PROBLEM TO WORK ON: Check each line of the entries below for the string "super"; copy every line where it appears.

=== STUDY MATERIAL ===

//! Self time, running time and hot paths from sampled stacks.
//!
//! Algorithm, per thread:
//! 1. For each sample, resolve the leaf function and add the sample's time
//!    to that function's self time. Group sample time by stack index.
//! 2. For each distinct stack, walk the prefix chain and add the stack's
//!    time once to every distinct function on it (running time).
//! 3. Rank stacks by time, keep the top `2 × limit`, render each as a path
//!    and merge identical renderings across threads.
//!
//! Functions are keyed by resolved name because table indices are only
//! meaningful inside one thread. Two different functions with the same name
//! on different threads therefore merge.

use log::{debug, warn};
use std::collections::{HashMap, HashSet};

use super::metrics::{rank_functions, rank_hot_paths, FunctionAccumulator, PathAccumulator};
use super::schema::CallTreeAnalysis;
use super::stack_builder::{render_path, walk_stack};
use crate::model::{Profile, Thread};
use crate::utils::config::DEFAULT_TOP_LIMIT;

/// Label used when the analysis covers more than one thread
pub const ALL_THREADS: &str = "All threads";

/// Analyze the call tree of the profile
///
/// **Public** - main entry point of the call tree engine
///
/// # Arguments
/// * `profile` - Profile to analyze
/// * `thread_filter` - Case-insensitive thread name substring; `None` for all threads
/// * `limit` - Number of functions and hot paths to return (0 means 20)
///
/// Never fails: unresolvable samples are skipped and an empty profile
/// yields an empty analysis.
pub fn analyze_call_tree(
    profile: &Profile,
    thread_filter: Option<&str>,
    limit: usize,
) -> CallTreeAnalysis {
    let limit = if limit == 0 { DEFAULT_TOP_LIMIT } else { limit };
    let threads = profile.find_threads(thread_filter);

    debug!(
        "Analyzing call tree over {} thread(s), limit {}",
        threads.len(),
        limit
    );

    let mut totals = ThreadTotals::default();
    let mut functions: HashMap<String, FunctionAccumulator> = HashMap::new();
    let mut paths: HashMap<String, PathAccumulator> = HashMap::new();

    for thread in &threads {
        accumulate_thread(profile, thread, limit, &mut totals, &mut functions, &mut paths);
    }

    if totals.truncated_walks > 0 {
        warn!(
            "{} stack walk(s) hit the depth cap; the trace may contain cyclic prefixes",
            totals.truncated_walks
        );
    }

    let thread_name = match threads.as_slice() {
        [only] => only.name.clone(),
        _ => ALL_THREADS.to_string(),
    };

    CallTreeAnalysis {
        total_time_ms: totals.time_ms,
        total_samples: totals.samples,
        top_functions: rank_functions(functions, totals.time_ms, limit),
        hot_paths: rank_hot_paths(paths, totals.time_ms, limit),
        thread_name,
    }
}

#[derive(Debug, Default)]
struct ThreadTotals {
    time_ms: f64,
    samples: u64,
    truncated_walks: usize,
}

/// Time and sample count of one distinct stack
#[derive(Debug, Clone, Copy, Default)]
struct StackTotal {
    time_ms: f64,
    samples: u64,
}

fn accumulate_thread(
    profile: &Profile,
    thread: &Thread,
    limit: usize,
    totals: &mut ThreadTotals,
    functions: &mut HashMap<String, FunctionAccumulator>,
    paths: &mut HashMap<String, PathAccumulator>,
) {
    let strings = profile.strings_for(thread);
    let mut stack_totals: HashMap<usize, StackTotal> = HashMap::new();

    // Self time
    for i in 0..thread.samples.len() {
        let Some(stack) = thread.samples.stack_at(i) else {
            continue;
        };
        let Some(leaf) = thread.stack_func(stack) else {
            continue;
        };
        let name = thread
            .func_name_index(leaf)
            .map(|idx| strings.get(idx))
            .unwrap_or("");
        if name.is_empty() {
            continue;
        }

        let time_ms = profile.sample_weight_ms(thread, i);
        totals.time_ms += time_ms;
        totals.samples += 1;

        let entry = functions.entry(name.to_string()).or_default();
        entry.self_time_ms += time_ms;
        entry.self_samples += 1;
        if entry.resource.is_none() {
            entry.resource = thread
                .func_resource_name_index(leaf)
                .map(|idx| strings.get(idx))
                .filter(|r| !r.is_empty())
                .map(str::to_string);
        }

        let stack_total = stack_totals.entry(stack).or_default();
        stack_total.time_ms += time_ms;
        stack_total.samples += 1;
    }

    // Running time
    for (&stack, total) in &stack_totals {
        let walk = walk_stack(thread, stack);
        if walk.truncated {
            totals.truncated_walks += 1;
        }

        let mut seen: HashSet<&str> = HashSet::new();
        for &func in &walk.funcs {
            let name = thread
                .func_name_index(func)
                .map(|idx| strings.get(idx))
                .unwrap_or("");
            if name.is_empty() || !seen.insert(name) {
                continue;
            }
            functions.entry(name.to_string()).or_default().running_time_ms += total.time_ms;
        }
    }

    // Hot path candidates
    let mut ranked: Vec<(usize, StackTotal)> = stack_totals.into_iter().collect();
    ranked.sort_by(|a, b| b.1.time_ms.total_cmp(&a.1.time_ms).then_with(|| a.0.cmp(&b.0)));
    ranked.truncate(limit.saturating_mul(2));

    for (stack, total) in ranked {
        let frames = render_path(thread, &strings, &walk_stack(thread, stack));
        if frames.is_empty() {
            continue;
        }
        let key = frames.join(" -> ");
        let entry = paths.entry(key).or_insert_with(|| PathAccumulator {
            frames,
            ..PathAccumulator::default()
        });
        entry.time_ms += total.time_ms;
        entry.samples += total.samples;
    }
}

#[cfg(test)]
mod tests {
    use super::*;
    use crate::model::test_support::{profile_with, ThreadBuilder};

    fn main_thread() -> Thread {
        let mut builder = ThreadBuilder::new("GeckoMain").main();
        let paint = builder.stack(&["main", "run", "paint"]);
        let layout = builder.stack(&["main", "run", "layout"]);
        let main = builder.stack(&["main"]);
        for t in 0..6 {
            builder.sample(t as f64, paint, None);
        }
        for t in 6..9 {
            builder.sample(t as f64, layout, None);
        }
        builder.sample(9.0, main, None);
        builder.build()
    }

    #[test]
    fn test_self_and_running_time() {
        let profile = profile_with(vec![main_thread()]);
        let analysis = analyze_call_tree(&profile, None, 10);

        assert_eq!(analysis.total_samples, 10);
        assert_eq!(analysis.total_time_ms, 10.0);
        assert_eq!(analysis.thread_name, "GeckoMain");

        let by_name: HashMap<&str, _> = analysis
            .top_functions
            .iter()
            .map(|f| (f.name.as_str(), f))
            .collect();
        assert_eq!(by_name["paint"].self_time_ms, 6.0);
        assert_eq!(by_name["layout"].self_time_ms, 3.0);
        assert_eq!(by_name["main"].self_time_ms, 1.0);
        assert_eq!(by_name["main"].running_time_ms, 10.0);
        assert_eq!(by_name["run"].self_time_ms, 0.0);
        assert_eq!(by_name["run"].running_time_ms, 9.0);
        assert_eq!(analysis.top_functions[0].name, "paint");
    }

    #[test]
    fn test_self_never_exceeds_running_and_time_is_conserved() {
        let profile = profile_with(vec![main_thread(), main_thread()]);
        let analysis = analyze_call_tree(&profile, None, 50);

        let self_sum: f64 = analysis.top_functions.iter().map(|f| f.self_time_ms).sum();
        assert_eq!(self_sum, analysis.total_time_ms);
        for f in &analysis.top_functions {
            assert!(f.self_time_ms <= f.running_time_ms, "{}", f.name);
        }
    }

    #[test]
    fn test_hot_paths_merge_across_threads() {
        let profile = profile_with(vec![main_thread(), main_thread()]);
        let analysis = analyze_call_tree(&profile, None, 10);

        assert_eq!(analysis.thread_name, ALL_THREADS);
        let top = &analysis.hot_paths[0];
        assert_eq!(top.frames, vec!["main", "run", "paint"]);
        assert_eq!(top.self_time_ms, 12.0);
        assert_eq!(top.sample_count, 12);
        assert_eq!(analysis.hot_paths.len(), 3);
    }

    #[test]
    fn test_recursion_counted_once_in_running_time() {
        let mut builder = ThreadBuilder::new("GeckoMain");
        let stack = builder.stack(&["fib", "fib2", "fib"]);
        builder.sample(0.0, stack, None);
        let profile = profile_with(vec![builder.build()]);

        let analysis = analyze_call_tree(&profile, None, 10);
        let fib = analysis
            .top_functions
            .iter()
            .find(|f| f.name == "fib")
            .unwrap();
        assert_eq!(fib.running_time_ms, 1.0);
        assert_eq!(fib.self_time_ms, 1.0);
    }

    #[test]
    fn test_malformed_indices_are_skipped() {
        let mut builder = ThreadBuilder::new("GeckoMain");
        let stack = builder.stack(&["main"]);
        builder.sample(0.0, stack, None);
        let mut thread = builder.build();
        thread.samples.stack.push(Some(-1));
        thread.samples.stack.push(Some(99));
        thread.samples.stack.push(None);
        thread.samples.time.extend([1.0, 2.0, 3.0]);
        let profile = profile_with(vec![thread]);

        let analysis = analyze_call_tree(&profile, None, 0);
        assert_eq!(analysis.total_samples, 1);
        assert_eq!(analysis.top_functions.len(), 1);
    }

    #[test]
    fn test_empty_profile() {
        let analysis = analyze_call_tree(&Profile::default(), None, 5);
        assert_eq!(analysis.total_samples, 0);
        assert_eq!(analysis.total_time_ms, 0.0);
        assert!(analysis.top_functions.is_empty());
        assert!(analysis.hot_paths.is_empty());
    }

    #[test]
    fn test_limit_truncates_results() {
        let profile = profile_with(vec![main_thread()]);
        let analysis = analyze_call_tree(&profile, Some("gecko"), 1);
        assert_eq!(analysis.top_functions.len(), 1);
        assert_eq!(analysis.hot_paths.len(), 1);
    }

    #[test]
    fn test_cpu_delta_weights_samples() {
        let mut builder = ThreadBuilder::new("GeckoMain");
        let stack = builder.stack(&["main", "work"]);
        builder.sample(0.0, stack, Some(3_000_000.0));
        builder.sample(1.0, stack, Some(500_000.0));
        let profile = profile_with(vec![builder.build()]);

        let analysis = analyze_call_tree(&profile, None, 10);
        assert_eq!(analysis.total_time_ms, 3.5);
    }
}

===

SOLUTION TO THE PROBLEM:
use super::metrics::{rank_functions, rank_hot_paths, FunctionAccumulator, PathAccumulator};
use super::schema::CallTreeAnalysis;
use super::stack_builder::{render_path, walk_stack};
    use super::*;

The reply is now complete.